By Barbara Bogaev | Marketplace | | April 19, 2013

Between the bombing in Boston and the deadly explosion in Texas there are hundreds of Americans still in the hospital, many of them facing large hospital and rehab costs. After tragedies like these, home-grown charities usually pop up immediately to help with expenses. Ken Berger, president and CEO of Charity Navigator, a website which ranks philanthropic organizations based on performance, joins us to talk about donating.

“We’re seeing a variety of charities popping up, none of them that have any track record that we know of. For example, there’s a group in Boston called TUGG that’s raising funds. Of course, in the case of Boston — as was the case in New Jersey after Hurricane Sandy — the governor has organized a fund,” says Berger.

Berger says people have given a lot — millions of dollars have already been raised. But how do you choose which charity to give to?

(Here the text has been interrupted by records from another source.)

//! Static analysis over the script AST.
//!
//! Currently one pass: free-variable detection. The corpus contains builder
//! units that read identifiers never bound anywhere (`product`, `serverUser`
//! style authoring defects); those must be caught, not reproduced.

use std::collections::BTreeSet;

use crate::ast::{Expr, LValue, Script, Stmt};

/// The ambient capability roots every script may reference without binding
/// them. These are injected by the executor, not looked up globally.
pub const CAPABILITY_ROOTS: &[&str] = &["connectionHelper", "driverLocator", "logging"];

/// Identifiers read by the script that are neither parameters, local `var`
/// bindings, `for..in` loop variables, nor capability roots.
///
/// Binding is flow-insensitive within a scope: a `var` anywhere in a block
/// covers the whole block (the corpus relies on hoisting). Results are
/// sorted and de-duplicated.
pub fn free_variables(script: &Script) -> Vec<String> {
    let mut bound: BTreeSet<String> = script.params.iter().cloned().collect();
    for root in CAPABILITY_ROOTS {
        bound.insert((*root).to_string());
    }

    let mut free = BTreeSet::new();
    walk_block(&script.body, &bound, &mut free);
    free.into_iter().collect()
}

fn collect_bindings(stmts: &[Stmt], bound: &mut BTreeSet<String>) {
    for stmt in stmts {
        if let Stmt::Var { name, .. } = stmt {
            bound.insert(name.clone());
        }
    }
}

fn walk_block(stmts: &[Stmt], outer: &BTreeSet<String>, free: &mut BTreeSet<String>) {
    let mut bound = outer.clone();
    collect_bindings(stmts, &mut bound);

    for stmt in stmts {
        match stmt {
            Stmt::Var { init, .. } => {
                if let Some(init) = init {
                    walk_expr(init, &bound, free);
                }
            }
            Stmt::Assign { target, value } => {
                match target {
                    LValue::Ident(name) => {
                        // Assigning to an unbound name is still a defect; the
                        // corpus never introduces variables by bare assignment.
                        if !bound.contains(name) {
                            free.insert(name.clone());
                        }
                    }
                    LValue::Index { object, index } => {
                        walk_expr(object, &bound, free);
                        walk_expr(index, &bound, free);
                    }
                }
                walk_expr(value, &bound, free);
            }
            Stmt::If {
                cond,
                then,
                otherwise,
            } => {
                walk_expr(cond, &bound, free);
                walk_block(then, &bound, free);
                walk_block(otherwise, &bound, free);
            }
            Stmt::ForIn { var, subject, body } => {
                walk_expr(subject, &bound, free);
                let mut inner = bound.clone();
                inner.insert(var.clone());
                walk_block(body, &inner, free);
            }
            Stmt::Return(value) => walk_expr(value, &bound, free),
            Stmt::Expr(value) => walk_expr(value, &bound, free),
        }
    }
}

fn walk_expr(expr: &Expr, bound: &BTreeSet<String>, free: &mut BTreeSet<String>) {
    match expr {
        Expr::Str(_) | Expr::Bool(_) | Expr::Undefined | Expr::MapLit => {}
        Expr::Ident(name) => {
            if !bound.contains(name) {
                free.insert(name.clone());
            }
        }
        Expr::ListLit(elements) => {
            for e in elements {
                walk_expr(e, bound, free);
            }
        }
        Expr::Index { object, index } => {
            walk_expr(object, bound, free);
            walk_expr(index, bound, free);
        }
        Expr::Member { object, .. } => walk_expr(object, bound, free),
        Expr::Call { callee, args } => {
            walk_expr(callee, bound, free);
            for arg in args {
                walk_expr(arg, bound, free);
            }
        }
        Expr::Unary { operand, .. } => walk_expr(operand, bound, free),
        Expr::Binary { left, right, .. } => {
            walk_expr(left, bound, free);
            walk_expr(right, bound, free);
        }
    }
}

#[cfg(test)]
mod tests {
    use super::*;
    use crate::parse;

    #[test]
    fn params_and_vars_are_bound() {
        let script = parse(
            r#"(function f(attr) {
                var params = {};
                params["SERVER"] = attr[connectionHelper.attributeServer];
                return params;
            })"#,
        )
        .unwrap();
        assert!(free_variables(&script).is_empty());
    }

    #[test]
    fn unbound_read_is_free() {
        // `product` is read but never declared — the corpus authoring defect.
        let script = parse(
            r#"(function f(attr) {
                if (product == "v-cloud") {
                    return ["sql.example.cloud"];
                }
                return [attr[connectionHelper.attributeServer]];
            })"#,
        )
        .unwrap();
        assert_eq!(free_variables(&script), vec!["product".to_string()]);
    }

    #[test]
    fn var_hoisting_covers_whole_block() {
        let script = parse(
            r#"(function f(attr) {
                x = "early";
                var x;
                return x;
            })"#,
        )
        .unwrap();
        assert!(free_variables(&script).is_empty());
    }

    #[test]
    fn loop_variable_is_bound_in_body() {
        let script = parse(
            r#"(function f(attr) {
                var out = [];
                for (var key in attr) {
                    out.push(key);
                }
                return out;
            })"#,
        )
        .unwrap();
        assert!(free_variables(&script).is_empty());
    }

    #[test]
    fn capability_roots_are_not_free() {
        let script = parse(
            r#"(function f(attr) {
                logging.log("hi");
                return [driverLocator.locateDriver(attr)];
            })"#,
        )
        .unwrap();
        assert!(free_variables(&script).is_empty());
    }

    #[test]
    fn assignment_to_unbound_name_is_free() {
        let script = parse(
            r#"(function f(attr) {
                serverUser = attr["username"];
                return [];
            })"#,
        )
        .unwrap();
        assert_eq!(free_variables(&script), vec!["serverUser".to_string()]);
    }
}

“A lot of it has to do with risk and expectations. The faster you want to see your money move, the higher the risk. If you’re willing to wait a while, you lower your risk substantially, but the concern is victims and family need support right away. So it’s a trade off. So there’s no easy answer,” says Berger. “Our general recommendation is to go slow because then you know for certain it’s a reputable organization with a track record or even a new organization like one organized by the governor and the mayor that has the gravitas that eventually the money will get there. That’s really the key: the faster you go, the higher the likelihood you’re going to get ripped off.”

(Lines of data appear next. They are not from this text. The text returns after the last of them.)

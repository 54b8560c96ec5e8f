use serde::{Deserialize, Serialize};

/// A parsed builder unit: one parenthesised function.
///
/// The function name is informational only; arity and the declared contract
/// kind are authoritative.
#[derive(Debug, Clone, PartialEq, Serialize, Deserialize)]
pub struct Script {
    pub name: String,
    pub params: Vec<String>,
    pub body: Vec<Stmt>,
}

#[derive(Debug, Clone, PartialEq, Serialize, Deserialize)]
pub enum Stmt {
    /// `var name = expr;` — `init` is `None` for a bare declaration.
    Var { name: String, init: Option<Expr> },
    /// `target = expr;`
    Assign { target: LValue, value: Expr },
    /// `if (cond) body else body` — else-if chains nest in `otherwise`.
    If {
        cond: Expr,
        then: Vec<Stmt>,
        otherwise: Vec<Stmt>,
    },
    /// `for (var key in subject) body` — iterates map keys in insertion order.
    ForIn {
        var: String,
        subject: Expr,
        body: Vec<Stmt>,
    },
    Return(Expr),
    /// Bare expression statement, e.g. `logging.log(...)` or `list.push(...)`.
    Expr(Expr),
}

/// Assignment target: a plain variable or an indexed slot (`map[key]`).
#[derive(Debug, Clone, PartialEq, Serialize, Deserialize)]
pub enum LValue {
    Ident(String),
    Index { object: Box<Expr>, index: Box<Expr> },
}

#[derive(Debug, Clone, PartialEq, Serialize, Deserialize)]
pub enum Expr {
    Str(String),
    Bool(bool),
    /// The `undefined` literal; equal only to an unset value.
    Undefined,
    Ident(String),
    /// Empty map literal `{}`.
    MapLit,
    /// List literal `[a, b, ...]`.
    ListLit(Vec<Expr>),
    /// `object[index]`
    Index { object: Box<Expr>, index: Box<Expr> },
    /// `object.field` — capability constants and method names.
    Member { object: Box<Expr>, field: String },
    /// `callee(args)` — `callee` is an `Ident` or `Member`.
    Call { callee: Box<Expr>, args: Vec<Expr> },
    Unary { op: UnaryOp, operand: Box<Expr> },
    Binary {
        op: BinaryOp,
        left: Box<Expr>,
        right: Box<Expr>,
    },
}

#[derive(Debug, Clone, Copy, PartialEq, Eq, Serialize, Deserialize)]
pub enum UnaryOp {
    Not,
}

#[derive(Debug, Clone, Copy, PartialEq, Eq, Serialize, Deserialize)]
pub enum BinaryOp {
    Eq,
    NotEq,
    And,
    Or,
    /// String concatenation (`+`).
    Concat,
}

If you’re looking for a charity to help victims in the Boston bombing, Charity Navigator has these suggestions:

Injured Marine Semper Fi Fund

The four time 4-star Injured Marine Semper Fi Fund has created the Boston Marathon Relief Fund. Money raised will support the charity’s efforts to send “staff, volunteers, and amputees wounded in Iraq and Afghanistan to Boston, to provide encouragement, guidance and immediate financial support to victims and their families.”